Taken all around, I had only substituted one mystery for another.

If I knew now why Rosie had taken the basket of dishes, I did not know who had spoken to her and followed her along the drive. If I knew that Louise was in the lodge, I did not know why she was there. If I knew that Arnold Armstrong had spent some time in the lodge the night before he was murdered, I was no nearer the solution of the crime. Who was the midnight intruder who had so alarmed Liddy and myself? Who had fallen down the clothes chute? Was Gertrude's lover a villain or a victim? Time was to answer all these things.

Louise

Table of Contents

The doctor from Englewood came very soon, and I went up to see the sick girl with him.

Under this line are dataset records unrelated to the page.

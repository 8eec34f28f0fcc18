// src/core/balancer/mod.rs

//! Operator handlers: placement weights, couple composition, repair,
//! break, freeze and the read-only info queries.

pub mod weights;

use rand::seq::SliceRandom;
use serde::Serialize;
use std::collections::HashMap;
use std::sync::Arc;
use tracing::{error, info, warn};

use parking_lot::RwLock;

use crate::config::BalancerConfig;
use crate::core::MastermindError;
use crate::core::infrastructure::{GroupHistoryRecord, Infrastructure};
use crate::core::inventory::CachedInventory;
use crate::core::keys;
use crate::core::namespaces::{NamespaceRegistry, NamespaceSettings};
use crate::core::session::{Session, SessionError};
use crate::core::stats::now_secs;
use crate::core::topology::{ClusterState, CoupleId, CoupleMeta, GroupId, GroupMeta, Status};
use weights::{DynamicKnobs, WeightTable, build_weights, couple_is_closed};

/// Summary of one node inside a group info reply.
#[derive(Debug, Clone, Serialize)]
pub struct NodeInfo {
    pub addr: String,
    pub status: Status,
}

/// The `get_group_info` reply shape.
#[derive(Debug, Clone, Serialize)]
pub struct GroupInfo {
    pub group_id: GroupId,
    pub status: Status,
    pub status_text: String,
    pub nodes: Vec<NodeInfo>,
    /// Member ids of the enclosing couple, or `None` for an uncoupled group.
    pub couples: Option<Vec<GroupId>>,
    #[serde(skip_serializing_if = "Option::is_none")]
    pub namespace: Option<String>,
}

/// The `get_couple_info` reply shape.
#[derive(Debug, Clone, Serialize)]
pub struct CoupleInfo {
    pub id: String,
    pub couple: Vec<GroupId>,
    pub status: Status,
    pub status_text: String,
    #[serde(skip_serializing_if = "Option::is_none")]
    pub namespace: Option<String>,
    pub frozen: bool,
    #[serde(skip_serializing_if = "Option::is_none")]
    pub free_space: Option<u64>,
    #[serde(skip_serializing_if = "Option::is_none")]
    pub total_space: Option<u64>,
}

#[derive(Debug, Clone, Serialize)]
pub struct RepairReply {
    pub message: String,
    pub couple: String,
}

Halsey had gone to supervise the fitting of the car with blankets and pillows, and Gertrude was opening and airing Louise's own rooms at the house. Her private sitting-room, bedroom and dressing-room were as they had been when we came. They occupied the end of the east wing, beyond the circular staircase, and we had not even opened them.

The girl herself was too ill to notice what was being done. When, with the help of the doctor, who was a fatherly man with a family of girls at home, we got her to the house and up the stairs into bed, she dropped into a feverish sleep, which lasted until morning. Doctor Stewart—that was the Englewood doctor—stayed almost all night, giving the medicine himself, and watching her closely. Afterward he told me that she had had a narrow escape from pneumonia, and that the cerebral symptoms had been rather alarming. I said I was glad it wasn't an "itis" of some kind, anyhow, and he smiled solemnly.

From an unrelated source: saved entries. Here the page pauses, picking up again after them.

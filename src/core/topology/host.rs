// src/core/topology/host.rs

//! A physical host, identified by its network address.

/// One machine of the fleet. Nodes hosted on it are referenced by their
/// `host:port` keys; the datacenter is resolved on demand through the
/// inventory adapter and cached there, not here.
#[derive(Debug, Clone)]
pub struct Host {
    pub addr: String,
    /// Keys of the nodes running on this host, in discovery order.
    pub nodes: Vec<String>,
}

impl Host {
    pub fn new(addr: impl Into<String>) -> Self {
        Host {
            addr: addr.into(),
            nodes: Vec::new(),
        }
    }
}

He left after breakfast, saying that he thought the worst of the danger was over, and that she must be kept very quiet.

"The shock of two deaths, I suppose, has done this," he remarked, picking up his case. "It has been very deplorable."

I hastened to set him right.

"She does not know of either, Doctor," I said. "Please do not mention them to her."

He looked as surprised as a medical man ever does.

"I do not know the family," he said, preparing to get into his top buggy. "Young Walker, down in Casanova, has been attending them. I understand he is going to marry this young lady."

"You have been misinformed," I said stiffly. "Miss Armstrong is going to marry my nephew."

The doctor smiled as he picked up the reins.

"Young ladies are changeable these days," he said. "We thought the wedding was to occur soon. Well, I will stop in this afternoon to see how my patient is getting along."

He drove away then, and I stood looking after him. He was a doctor of the old school, of the class of family practitioner that is fast dying out; a loyal and honorable gentleman who was at once physician and confidential adviser to his patients. When I was a girl we called in the doctor alike when we had measles, or when mother's sister died in the far West. He cut out redundant tonsils and brought the babies with the same air of inspiring self-confidence. Nowadays it requires a different specialist for each of these occurrences. When the babies cried, old Doctor Wainwright gave them peppermint and dropped warm sweet oil in their ears with sublime faith that if it was not colic it was earache. When, at the end of a year, father met him driving in his high side-bar buggy with the white mare ambling along, and asked for a bill, the doctor used to go home, estimate what his services were worth for that period, divide it in half—I don't think he kept any books—and send father a statement, in a cramped hand, on a sheet of ruled white paper. He was an honored guest at all the weddings, christenings, and funerals—yes, funerals—for every one knew he had done his best, and there was no gainsaying the ways of Providence.